Le domaine névralgique sur lequel nous travaillons actuellement, c’est la profession de guide de tourisme. Des actions de formation et d’organisation de ce métier interviendront dès le mois prochain.

Quels sont les atouts touristiques du Burkina par rapport à ses voisins ?

Vous savez, notre pays offre un potentiel extraordinaire de développement de ses activités touristiques. Il bénéficie d’une stabilité politique qui est un paramètre décisif dans le choix de voyages par les touristes étrangers, d’une riche diversité culturelle, de sites naturels pittoresques et insolites, d’une faune et d’une flore encore nombreuses et bien protégées.

Au regard des changements qui s’opèrent au niveau de la demande touristique, nous pensons que le Burkina Faso possède tous les atouts pour réussir dans le tourisme : le touriste d’aujourd’hui est un touriste « zappeur », c’est à dire quelqu’un qui cherche à diversifier son expérience, à quitter les pays dont la touristicité est connue de tous, il recherche de nouvelles destinations.
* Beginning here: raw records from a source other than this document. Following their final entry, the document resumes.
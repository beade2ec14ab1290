use thiserror::Error;

use crate::job::{JobId, JobStatus};

/// Failure of a single call to the completion provider.
///
/// Every variant is retriable from the scheduler's point of view; the
/// recorder decides whether the job gets another attempt.
#[derive(Error, Debug, Clone)]
pub enum ExecutionError {
    #[error("completion call timed out after {0:?}")]
    Timeout(std::time::Duration),

    #[error("{provider} request failed ({status}): {reason}")]
    RequestFailed {
        provider: String,
        status: u16,
        reason: String,
    },

    #[error("{provider} quota exceeded: {reason}")]
    QuotaExceeded { provider: String, reason: String },

    #[error("{provider} returned an invalid response: {reason}")]
    InvalidResponse { provider: String, reason: String },

    #[error("transport error: {0}")]
    Transport(String),

    #[error("execution lease expired after {0}s without an outcome")]
    LeaseExpired(i64),
}

impl From<reqwest::Error> for ExecutionError {
    fn from(err: reqwest::Error) -> Self {
        if err.is_timeout() {
            ExecutionError::Timeout(std::time::Duration::ZERO)
        } else {
            ExecutionError::Transport(err.to_string())
        }
    }
}

#[derive(Error, Debug)]
pub enum SchedulerError {
    #[error("validation failed: {0}")]
    Validation(String),

    #[error("no carbon intensity sample available: {0}")]
    UpstreamUnavailable(String),

    #[error("job {job_id} is {actual}, expected {expected}")]
    StateConflict {
        job_id: JobId,
        expected: JobStatus,
        actual: JobStatus,
    },

    #[error("job {job_id} is on attempt {actual}, expected attempt {expected}")]
    AttemptConflict {
        job_id: JobId,
        expected: u32,
        actual: u32,
    },

    #[error("illegal transition {from} -> {to}")]
    InvalidTransition { from: JobStatus, to: JobStatus },

    #[error("job not found: {0}")]
    NotFound(JobId),

    #[error("execution failed: {0}")]
    ExecutionFailed(#[from] ExecutionError),

    #[error("configuration error: {0}")]
    Config(String),

    #[error("storage error: {0}")]
    Storage(#[from] anyhow::Error),
}

impl SchedulerError {
    /// True for collisions with a concurrent runner, which the loop absorbs.
    pub fn is_conflict(&self) -> bool {
        matches!(
            self,
            SchedulerError::StateConflict { .. } | SchedulerError::AttemptConflict { .. }
        )
    }
}

pub type Result<T> = std::result::Result<T, SchedulerError>;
Et en tant que nouvelle destination, le Burkina lui offre cette possibilité, lui offre une expérience touristique nouvelle, au contact du naturel, de l’authentique. Cela est un avantage comparatif pour notre pays. Il nous faut surtout travailler à la mise en tourisme de notre patrimoine rural.

Que faut-il faire pour développer le tourisme intérieur ?

D’abord, la sensibilisation. Beaucoup de gens médisent de la touristicité de notre pays, parce qu’ils ont pour repère les formes de tourisme qui ont fait, jadis, la notoriété de l’activité à savoir, le tourisme balnéaire, le tourisme axé sur la visite des monuments etc.

Dans les années 1950 en effet, 90% des touristes internationaux achetait du balnéaire. En 2007, moins de 50% des touristes dans le monde vont à la plage et ceux qui y vont combinent au séjour balnéaire des loisirs culturels.

Lorsque les burkinabè iront à l’assaut de nos différentes localités, ils se rendront compte eux mêmes de la richesse de notre pays. Nous allons chercher très souvent ailleurs ce que nous avons tout juste à côté.

Cela étant dit, nous observons que le produit touristique est cher et qu’il faut des mesures spécifiques en faveur des nationaux. Les périodes de basse saison peuvent être mises à profit pour développer des formules accessibles à la bourse du Burkinabè moyen.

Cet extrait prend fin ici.